## Data listing
-=-=-
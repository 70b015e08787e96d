//! Charge grid positions.

#[cfg(feature = "serde")]
use serde::{Deserialize, Serialize};

/// Padding pads on each side of a row in the charge grid.
pub const PADDING_PAD: usize = 2;

/// Padding time bins before and after a fragment in the charge grid.
pub const PADDING_TIME: usize = 3;

/// Sentinel time bin marking a position that does not address any cell.
#[allow(clippy::cast_possible_truncation, clippy::cast_possible_wrap)]
pub const INVALID_TIME_BIN: i16 = -(PADDING_TIME as i16) - 1;

/// Relative offset between two grid positions, in pads and time bins.
#[derive(Debug, Clone, Copy, PartialEq, Eq, Hash, Default)]
pub struct Delta2 {
    /// Pad offset.
    pub pad: i16,
    /// Time bin offset.
    pub time: i16,
}

impl Delta2 {
    /// Creates a new offset.
    #[inline]
    #[must_use]
    pub const fn new(pad: i16, time: i16) -> Self {
        Self { pad, time }
    }
}

/// A cell of the charge grid: row, pad and fragment-local time bin.
///
/// Pads and time bins are signed so that neighbor offsets may step into the
/// grid padding, where every cell reads as zero.
#[derive(Debug, Clone, Copy, PartialEq, Eq, Hash)]
#[cfg_attr(feature = "serde", derive(Serialize, Deserialize))]
pub struct ChargePos {
    row: u16,
    pad: i16,
    time: i16,
}

impl ChargePos {
    /// Creates a position from row, pad and fragment-local time bin.
    #[inline]
    #[must_use]
    pub const fn new(row: u16, pad: i16, time: i16) -> Self {
        Self { row, pad, time }
    }

    /// Returns the position that addresses no cell.
    #[inline]
    #[must_use]
    pub const fn invalid() -> Self {
        Self {
            row: 0,
            pad: 0,
            time: INVALID_TIME_BIN,
        }
    }

    /// Returns true unless this is the invalid sentinel.
    #[inline]
    #[must_use]
    pub const fn valid(&self) -> bool {
        self.time != INVALID_TIME_BIN
    }

    /// Returns the row.
    #[inline]
    #[must_use]
    pub const fn row(&self) -> u16 {
        self.row
    }

    /// Returns the pad within the row.
    #[inline]
    #[must_use]
    pub const fn pad(&self) -> i16 {
        self.pad
    }

    /// Returns the fragment-local time bin.
    #[inline]
    #[must_use]
    pub const fn time(&self) -> i16 {
        self.time
    }

    /// Returns the position shifted by `d`.
    ///
    /// The invalid position stays invalid.
    #[inline]
    #[must_use]
    pub const fn delta(&self, d: Delta2) -> Self {
        if !self.valid() {
            return *self;
        }
        Self {
            row: self.row,
            pad: self.pad.saturating_add(d.pad),
            time: self.time.saturating_add(d.time),
        }
    }
}

impl Default for ChargePos {
    fn default() -> Self {
        Self::invalid()
    }
}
-=-=-
Nothing may be left out. Copy each line of the listing exactly.

repository 70b015e08787e96d
//! Charge grid positions.

#[cfg(feature = "serde")]
use serde::{Deserialize, Serialize};

/// Padding pads on each side of a row in the charge grid.
pub const PADDING_PAD: usize = 2;

/// Padding time bins before and after a fragment in the charge grid.
pub const PADDING_TIME: usize = 3;

/// Sentinel time bin marking a position that does not address any cell.
#[allow(clippy::cast_possible_truncation, clippy::cast_possible_wrap)]
pub const INVALID_TIME_BIN: i16 = -(PADDING_TIME as i16) - 1;

/// Relative offset between two grid positions, in pads and time bins.
#[derive(Debug, Clone, Copy, PartialEq, Eq, Hash, Default)]
pub struct Delta2 {
    /// Pad offset.
    pub pad: i16,
    /// Time bin offset.
    pub time: i16,
}

impl Delta2 {
    /// Creates a new offset.
    #[inline]
    #[must_use]
    pub const fn new(pad: i16, time: i16) -> Self {
        Self { pad, time }
    }
}

/// A cell of the charge grid: row, pad and fragment-local time bin.
///
/// Pads and time bins are signed so that neighbor offsets may step into the
/// grid padding, where every cell reads as zero.
#[derive(Debug, Clone, Copy, PartialEq, Eq, Hash)]
#[cfg_attr(feature = "serde", derive(Serialize, Deserialize))]
pub struct ChargePos {
    row: u16,
    pad: i16,
    time: i16,
}

impl ChargePos {
    /// Creates a position from row, pad and fragment-local time bin.
    #[inline]
    #[must_use]
    pub const fn new(row: u16, pad: i16, time: i16) -> Self {
        Self { row, pad, time }
    }

    /// Returns the position that addresses no cell.
    #[inline]
    #[must_use]
    pub const fn invalid() -> Self {
        Self {
            row: 0,
            pad: 0,
            time: INVALID_TIME_BIN,
        }
    }

    /// Returns true unless this is the invalid sentinel.
    #[inline]
    #[must_use]
    pub const fn valid(&self) -> bool {
        self.time != INVALID_TIME_BIN
    }

    /// Returns the row.
    #[inline]
    #[must_use]
    pub const fn row(&self) -> u16 {
        self.row
    }

    /// Returns the pad within the row.
    #[inline]
    #[must_use]
    pub const fn pad(&self) -> i16 {
        self.pad
    }

    /// Returns the fragment-local time bin.
    #[inline]
    #[must_use]
    pub const fn time(&self) -> i16 {
        self.time
    }

    /// Returns the position shifted by `d`.
    ///
    /// The invalid position stays invalid.
    #[inline]
    #[must_use]
    pub const fn delta(&self, d: Delta2) -> Self {
        if !self.valid() {
            return *self;
        }
        Self {
            row: self.row,
            pad: self.pad.saturating_add(d.pad),
            time: self.time.saturating_add(d.time),
        }
    }
}

impl Default for ChargePos {
    fn default() -> Self {
        Self::invalid()
    }
}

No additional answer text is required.